Segment Open

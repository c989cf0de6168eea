//! Victory and elimination conditions.

use crate::board::Board;
use crate::player::Player;
use crate::types::PlayerId;
use serde::{Deserialize, Serialize};

/// How a game was won.
#[derive(Clone, Copy, Debug, PartialEq, Eq, Hash, Serialize, Deserialize)]
pub enum VictoryType {
    /// Owns more than the winning share of the board.
    Domination,
    /// Every other player has been eliminated.
    LastStanding,
}

/// Configuration and methods for checking victory conditions.
#[derive(Clone, Copy, Debug, PartialEq, Eq, Serialize, Deserialize)]
pub struct VictoryChecker {
    /// Share of all fields (in percent) a player must exceed.
    pub win_percentage: u32,
}

impl Default for VictoryChecker {
    fn default() -> Self {
        Self { win_percentage: 60 }
    }
}

impl VictoryChecker {
    /// Create a checker with the given winning share.
    pub fn new(win_percentage: u32) -> Self {
        Self { win_percentage }
    }

    /// Check for domination: an active player owns more than the winning
    /// share of all fields.
    pub fn check_domination(&self, board: &Board, players: &[Player]) -> Option<PlayerId> {
        let total = board.len() as u64;
        players
            .iter()
            .filter(|p| p.is_active())
            .map(|p| p.id)
            .find(|&id| board.field_count(id) as u64 * 100 > total * u64::from(self.win_percentage))
    }

    /// Check whether exactly one active player is left.
    pub fn check_last_standing(players: &[Player]) -> Option<PlayerId> {
        let mut active = players.iter().filter(|p| p.is_active());
        match (active.next(), active.next()) {
            (Some(last), None) => Some(last.id),
            _ => None,
        }
    }

    /// Active players without a single controllable territory.
    pub fn find_eliminated(board: &Board, players: &[Player]) -> Vec<PlayerId> {
        players
            .iter()
            .filter(|p| p.is_active() && board.controllable_count(p.id) == 0)
            .map(|p| p.id)
            .collect()
    }

    /// Check all victory conditions. Domination takes precedence.
    pub fn check_all(&self, board: &Board, players: &[Player]) -> Option<(PlayerId, VictoryType)> {
        if let Some(winner) = self.check_domination(board, players) {
            return Some((winner, VictoryType::Domination));
        }
        Self::check_last_standing(players).map(|winner| (winner, VictoryType::LastStanding))
    }
}

#[cfg(test)]
mod tests {
    use super::*;

    fn players(n: u8) -> Vec<Player> {
        (0..n).map(|i| Player::new(i, format!("P{}", i))).collect()
    }

    #[test]
    fn test_domination_needs_strictly_more() {
        let checker = VictoryChecker::default();
        // 6 of 10 fields is exactly 60%
        let board = Board::from_rows(&["0000001111"]).unwrap();
        assert_eq!(checker.check_domination(&board, &players(2)), None);

        let board = Board::from_rows(&["0000000111"]).unwrap();
        assert_eq!(checker.check_domination(&board, &players(2)), Some(0));
    }

    #[test]
    fn test_domination_ignores_eliminated() {
        let checker = VictoryChecker::new(51);
        let board = Board::from_rows(&["0001"]).unwrap();
        let mut ps = players(2);
        ps[0].eliminated = true;
        assert_eq!(checker.check_domination(&board, &ps), None);
    }

    #[test]
    fn test_last_standing() {
        let mut ps = players(3);
        assert_eq!(VictoryChecker::check_last_standing(&ps), None);
        ps[0].eliminated = true;
        ps[2].eliminated = true;
        assert_eq!(VictoryChecker::check_last_standing(&ps), Some(1));
        ps[1].eliminated = true;
        assert_eq!(VictoryChecker::check_last_standing(&ps), None);
    }

    #[test]
    fn test_find_eliminated() {
        // Player 1 owns two separate single fields
        let board = Board::from_rows(&["01000", "00010"]).unwrap();
        assert_eq!(VictoryChecker::find_eliminated(&board, &players(3)), vec![1, 2]);
    }

    #[test]
    fn test_check_all_prefers_domination() {
        let checker = VictoryChecker::default();
        let board = Board::from_rows(&["0000000011"]).unwrap();
        let mut ps = players(2);
        ps[1].eliminated = true;
        assert_eq!(
            checker.check_all(&board, &ps),
            Some((0, VictoryType::Domination))
        );

        let board = Board::from_rows(&["0011"]).unwrap();
        assert_eq!(
            checker.check_all(&board, &ps),
            Some((0, VictoryType::LastStanding))
        );
    }
}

Segment Closed

• _What the task requires_:
Copy the records above exactly, beginning at the line that contains "use crate::types::PlayerId;" and stopping after the line that contains "if let Some(winner)".

• _Exercise answer_:
use crate::types::PlayerId;
use serde::{Deserialize, Serialize};

/// How a game was won.
#[derive(Clone, Copy, Debug, PartialEq, Eq, Hash, Serialize, Deserialize)]
pub enum VictoryType {
    /// Owns more than the winning share of the board.
    Domination,
    /// Every other player has been eliminated.
    LastStanding,
}

/// Configuration and methods for checking victory conditions.
#[derive(Clone, Copy, Debug, PartialEq, Eq, Serialize, Deserialize)]
pub struct VictoryChecker {
    /// Share of all fields (in percent) a player must exceed.
    pub win_percentage: u32,
}

impl Default for VictoryChecker {
    fn default() -> Self {
        Self { win_percentage: 60 }
    }
}

impl VictoryChecker {
    /// Create a checker with the given winning share.
    pub fn new(win_percentage: u32) -> Self {
        Self { win_percentage }
    }

    /// Check for domination: an active player owns more than the winning
    /// share of all fields.
    pub fn check_domination(&self, board: &Board, players: &[Player]) -> Option<PlayerId> {
        let total = board.len() as u64;
        players
            .iter()
            .filter(|p| p.is_active())
            .map(|p| p.id)
            .find(|&id| board.field_count(id) as u64 * 100 > total * u64::from(self.win_percentage))
    }

    /// Check whether exactly one active player is left.
    pub fn check_last_standing(players: &[Player]) -> Option<PlayerId> {
        let mut active = players.iter().filter(|p| p.is_active());
        match (active.next(), active.next()) {
            (Some(last), None) => Some(last.id),
            _ => None,
        }
    }

    /// Active players without a single controllable territory.
    pub fn find_eliminated(board: &Board, players: &[Player]) -> Vec<PlayerId> {
        players
            .iter()
            .filter(|p| p.is_active() && board.controllable_count(p.id) == 0)
            .map(|p| p.id)
            .collect()
    }

    /// Check all victory conditions. Domination takes precedence.
    pub fn check_all(&self, board: &Board, players: &[Player]) -> Option<(PlayerId, VictoryType)> {
        if let Some(winner) = self.check_domination(board, players) {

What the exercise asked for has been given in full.